Figure 6.

Myeloid cell recruitment to circulating tumor cells (CTCs). CTCs are cancer cells that escape their primary site into the bloodstream, becoming seeds of metastasis. CTCs utilize immune cells, especially myeloid cells and platelets, to survive and disseminate into distant tissues. CTCs can express ICAM-1, and thus recruit and retain MAC-1 (αMβ2 integrin)-expressing neutrophils. Those neutrophils adhere to ICAM-1-expressing endothelium at the same time, thus guiding CTCs to extravasate into distant tissue sites. CXCL8 from CTCs help retain and activate neutrophils in CTC-neutrophil microaggregates while the neutrophils precondition endothelium for tumor cell extravasation by secreting VEGF and MMPs. Monocytes might have a similar process for CTCs to adhere to and extravasate endothelium. CTCs can interact with myeloid cells via platelets.
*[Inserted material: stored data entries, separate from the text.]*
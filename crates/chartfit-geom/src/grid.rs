//! Small-multiples grid packing.
//!
//! This is a fixed lookup policy, not an optimizer:
//!
//! | items  | rows |
//! |--------|------|
//! | 1..=3  | 1    |
//! | 4      | 2 (2×2) |
//! | 5..=8  | 2    |
//! | 9..=12 | 3    |
//! | 13..   | 4    |
//!
//! `cols = ceil(n / rows)`; every row but the last is full and the last row holds the remainder.
//! Short rows are centred horizontally.

use crate::error::{Result, positive_dimension};
use crate::model::{Rect, WeightedItem, validated_in_order};
use crate::partition::{PartitionSegment, SegmentGeometry};
use serde::{Deserialize, Serialize};

#[derive(Debug, Clone, PartialEq, Eq, Serialize, Deserialize)]
#[serde(rename_all = "camelCase")]
pub struct GridPacking {
    pub rows: usize,
    pub cols: usize,
    pub items_per_row: Vec<usize>,
}

fn rows_for(n: usize) -> usize {
    match n {
        0 => 0,
        1..=3 => 1,
        4..=8 => 2,
        9..=12 => 3,
        _ => 4,
    }
}

/// Packs `n` cells into rows and columns using the fixed policy above.
pub fn pack(n: usize) -> GridPacking {
    let rows = rows_for(n);
    if rows == 0 {
        return GridPacking {
            rows: 0,
            cols: 0,
            items_per_row: Vec::new(),
        };
    }
    let cols = n.div_ceil(rows);
    let mut items_per_row = vec![cols; rows];
    items_per_row[rows - 1] = n - cols * (rows - 1);
    GridPacking {
        rows,
        cols,
        items_per_row,
    }
}

impl GridPacking {
    pub fn len(&self) -> usize {
        self.items_per_row.iter().sum()
    }

    pub fn is_empty(&self) -> bool {
        self.len() == 0
    }

    /// Horizontal offset that centres `row` when it holds fewer than `cols` items.
    pub fn row_offset(&self, row: usize, cell_width: f64) -> f64 {
        let in_row = self.items_per_row.get(row).copied().unwrap_or(0);
        self.cols.saturating_sub(in_row) as f64 * cell_width / 2.0
    }

    /// One cell rectangle per item, row-major, tiling `area` with short rows centred.
    pub fn cells(&self, area: Rect) -> Vec<Rect> {
        if self.is_empty() {
            return Vec::new();
        }
        let cell_width = area.width / self.cols as f64;
        let cell_height = area.height / self.rows as f64;

        let mut out: Vec<Rect> = Vec::with_capacity(self.len());
        for (row, &in_row) in self.items_per_row.iter().enumerate() {
            let offset = self.row_offset(row, cell_width);
            let y = area.y + row as f64 * cell_height;
            for col in 0..in_row {
                let x = area.x + offset + col as f64 * cell_width;
                out.push(Rect::new(x, y, cell_width, cell_height));
            }
        }
        out
    }
}

/// Lays items out as grid cells over `area`, in item order.
///
/// Zero-weight items still get a cell (so positions stay stable) but are flagged `zero_area`.
pub fn partition_grid(items: &[WeightedItem], area: Rect) -> Result<Vec<PartitionSegment>> {
    positive_dimension("width", area.width)?;
    positive_dimension("height", area.height)?;
    let ordered = validated_in_order(items)?;

    let cells = pack(ordered.len()).cells(area);
    Ok(ordered
        .into_iter()
        .zip(cells)
        .map(|(item, cell)| {
            PartitionSegment::new(item, SegmentGeometry::Cell(cell), item.weight == 0.0)
        })
        .collect())
}
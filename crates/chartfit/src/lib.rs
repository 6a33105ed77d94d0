#![forbid(unsafe_code)]

//! Headless adaptive chart layout.
//!
//! [`layout_chart`] turns categories and values into plot margins sized from the measured
//! labels, one area-proportional segment per value, and labels fitted to the space they get.
//! Text measurement is injected through [`LayoutOptions`], so the same layout runs against a
//! real font database or the deterministic heuristic.

pub mod chart;
pub mod config;
pub mod margins;
pub mod model;
pub mod style;

pub use chart::{layout_chart, layout_chart_json, weighted_items};
pub use chartfit_geom as geom;
pub use chartfit_text as text;
pub use config::LayoutConfig;
pub use margins::{LayoutMargins, MarginSolver, Side, SideLabels};
pub use model::{
    ChartInput, ChartLayout, DataPoint, LabelRole, LabelSide, PartitionMode, PlacedSegment,
    PositionedLabel, SortOrder, TextAnchor,
};
pub use style::{DEFAULT_FONT_FAMILY, ResolvedStyle};

use chartfit_text::{TextMeasurer, TieredTextMeasurer};
use serde_json::Value;
use std::sync::Arc;

#[derive(Debug, thiserror::Error)]
pub enum Error {
    #[error(transparent)]
    Validation(#[from] chartfit_geom::Error),
    #[error("invalid layout config: {message}")]
    InvalidConfig { message: String },
    #[error("chart input JSON error: {0}")]
    Json(#[from] serde_json::Error),
}

pub type Result<T> = std::result::Result<T, Error>;

#[derive(Clone)]
pub struct LayoutOptions {
    pub text_measurer: Arc<dyn TextMeasurer + Send + Sync>,
    pub config: LayoutConfig,
}

impl Default for LayoutOptions {
    fn default() -> Self {
        Self {
            text_measurer: Arc::new(TieredTextMeasurer::heuristic_only()),
            config: LayoutConfig::default(),
        }
    }
}

impl LayoutOptions {
    pub fn with_measurer(text_measurer: Arc<dyn TextMeasurer + Send + Sync>) -> Self {
        Self {
            text_measurer,
            ..Self::default()
        }
    }

    /// Replaces the config with the `layout` section of an effective config value.
    pub fn with_effective_config(mut self, effective_config: &Value) -> Self {
        self.config = LayoutConfig::from_effective_config(effective_config);
        self
    }

    /// Measures with the system fonts, falling back to the heuristic for unknown glyphs.
    #[cfg(feature = "fontdb")]
    pub fn with_system_fonts() -> Self {
        let native = chartfit_text::FontDbTextMeasurer::with_system_fonts();
        Self::with_measurer(Arc::new(TieredTextMeasurer::new(native)))
    }
}
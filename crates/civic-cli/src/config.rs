//! Command-line and environment configuration for the `civic` binary.

use std::path::PathBuf;

use clap::{ArgAction, Parser};

use civic_core::dashboard::{DEFAULT_RECENT_LIMIT, DEFAULT_TOP_CATEGORIES};
use civic_core::{PortalConfig, TransitionPolicy};

use crate::commands::Command;

/// Civic engagement portal: file complaints, join discussions, triage as a representative
#[derive(Parser, Debug)]
#[command(name = "civic", version)]
pub struct Args {
    /// SQLite file holding the session identity and both collections
    #[arg(long, env = "CIVIC_DB_PATH", default_value = "civic.db")]
    pub db_path: PathBuf,

    /// Seed example complaints and discussions into an empty store
    #[arg(long, env = "CIVIC_SEED", default_value_t = true, action = ArgAction::Set)]
    pub seed: bool,

    /// How many complaints the dashboard lists under "recent"
    #[arg(long, env = "CIVIC_RECENT_LIMIT", default_value_t = DEFAULT_RECENT_LIMIT)]
    pub recent_limit: usize,

    #[arg(long, env = "CIVIC_TOP_CATEGORIES", default_value_t = DEFAULT_TOP_CATEGORIES)]
    pub top_categories: usize,

    /// Only allow status changes along the triage workflow graph
    #[arg(long, env = "CIVIC_STRICT_TRANSITIONS", default_value = "false")]
    pub strict_transitions: bool,

    #[command(subcommand)]
    pub command: Command,
}

impl Args {
    pub fn portal_config(&self) -> PortalConfig {
        PortalConfig {
            seed_missing: self.seed,
            recent_limit: self.recent_limit,
            top_categories: self.top_categories,
            transition_policy: if self.strict_transitions {
                TransitionPolicy::Strict
            } else {
                TransitionPolicy::Permissive
            },
        }
    }
}
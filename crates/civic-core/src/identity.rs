//! Session identity: who is acting, and in which role.
//!
//! Login is a demonstration stub. The password is never checked and the role
//! is read off the email address; nothing here is a security boundary.

use std::sync::Arc;

use rand::Rng;
use tracing::{info, warn};
use uuid::Uuid;

use civic_db::{Database, keys};
use civic_types::api::{LoginRequest, RegisterRequest};
use civic_types::models::{Role, User};

use crate::error::Result;
use crate::snapshot::{self, Loaded};
use crate::validation::required;

pub struct IdentityHolder {
    db: Arc<Database>,
    current: Option<User>,
}

impl IdentityHolder {
    /// Restore the persisted session identity, dropping it if unreadable.
    pub fn open(db: Arc<Database>) -> Self {
        let current = match snapshot::load::<User>(&db, keys::USER) {
            Loaded::Present(user) => {
                info!("Restored session for {} ({})", user.email, user.role);
                Some(user)
            }
            Loaded::Absent => None,
            Loaded::Corrupt => {
                if let Err(e) = db.delete_record(keys::USER) {
                    warn!("Failed to clear corrupt session record: {}", e);
                }
                None
            }
        };

        Self { db, current }
    }

    pub fn login(&mut self, req: &LoginRequest) -> Result<User> {
        let email = required("email", &req.email)?;

        let user = User {
            id: Uuid::new_v4().to_string(),
            name: display_name(&email),
            voter_reference: fabricate_voter_reference(),
            role: role_for_email(&email),
            email,
        };

        self.activate(user)
    }

    /// Registration always yields a voter.
    pub fn register(&mut self, req: &RegisterRequest) -> Result<User> {
        let user = User {
            id: Uuid::new_v4().to_string(),
            name: required("name", &req.name)?,
            email: required("email", &req.email)?,
            voter_reference: req.voter_reference.trim().to_string(),
            role: Role::Voter,
        };

        self.activate(user)
    }

    pub fn logout(&mut self) -> Result<()> {
        self.db.delete_record(keys::USER)?;
        if let Some(user) = self.current.take() {
            info!("Logged out {}", user.email);
        }
        Ok(())
    }

    pub fn current_user(&self) -> Option<&User> {
        self.current.as_ref()
    }

    pub fn is_authenticated(&self) -> bool {
        self.current.is_some()
    }

    fn activate(&mut self, user: User) -> Result<User> {
        snapshot::save(&self.db, keys::USER, &user)?;
        info!("Session started for {} as {}", user.email, user.role);
        self.current = Some(user.clone());
        Ok(user)
    }
}

/// Demo role assignment: the first of "mla", "district", "central" found in
/// the address wins, otherwise voter.
pub fn role_for_email(email: &str) -> Role {
    let email = email.to_lowercase();
    if email.contains("mla") {
        Role::Mla
    } else if email.contains("district") {
        Role::District
    } else if email.contains("central") {
        Role::Central
    } else {
        Role::Voter
    }
}

fn display_name(email: &str) -> String {
    email.split('@').next().unwrap_or(email).to_string()
}

fn fabricate_voter_reference() -> String {
    let digits: u32 = rand::rng().random_range(0..100_000_000);
    format!("V{:08}", digits)
}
CTC-platelet complex binds to neutrophils via the interaction between molecules on platelets and neutrophils, such as P-Selectin/PSGL-1, GPIbα/MAC-1, αIIbβ3/fibrinogen/MAC-1. Platelets further sustain the ternary complex by producing chemokines to recruit, retain, and activate neutrophils, and by facilitating coagulation in the complex. Tissue factor (TF) derived from CTCs or primary tumor sites drives the CTC-platelet-myeloid cell complex formation. Metastatic tumor cells can express VCAM-1 and tissue-resident α4β1⁺ macrophages promote survival of the VCAM-1⁺ tumor cells in the metastatic sites. Physical association of these two cells via α4β1–VCAM-1 interaction underlies the tumor cell survival. However, humans and mice have antitumoral innate immune mechanisms in blood and in the premetastatic sites to prevent tumor cell spread. Neutrophils, eosinophils, and monocytes block tumor cells in premetastatic sites by directly killing them or via recruiting cytotoxic lymphocytes and NK cells.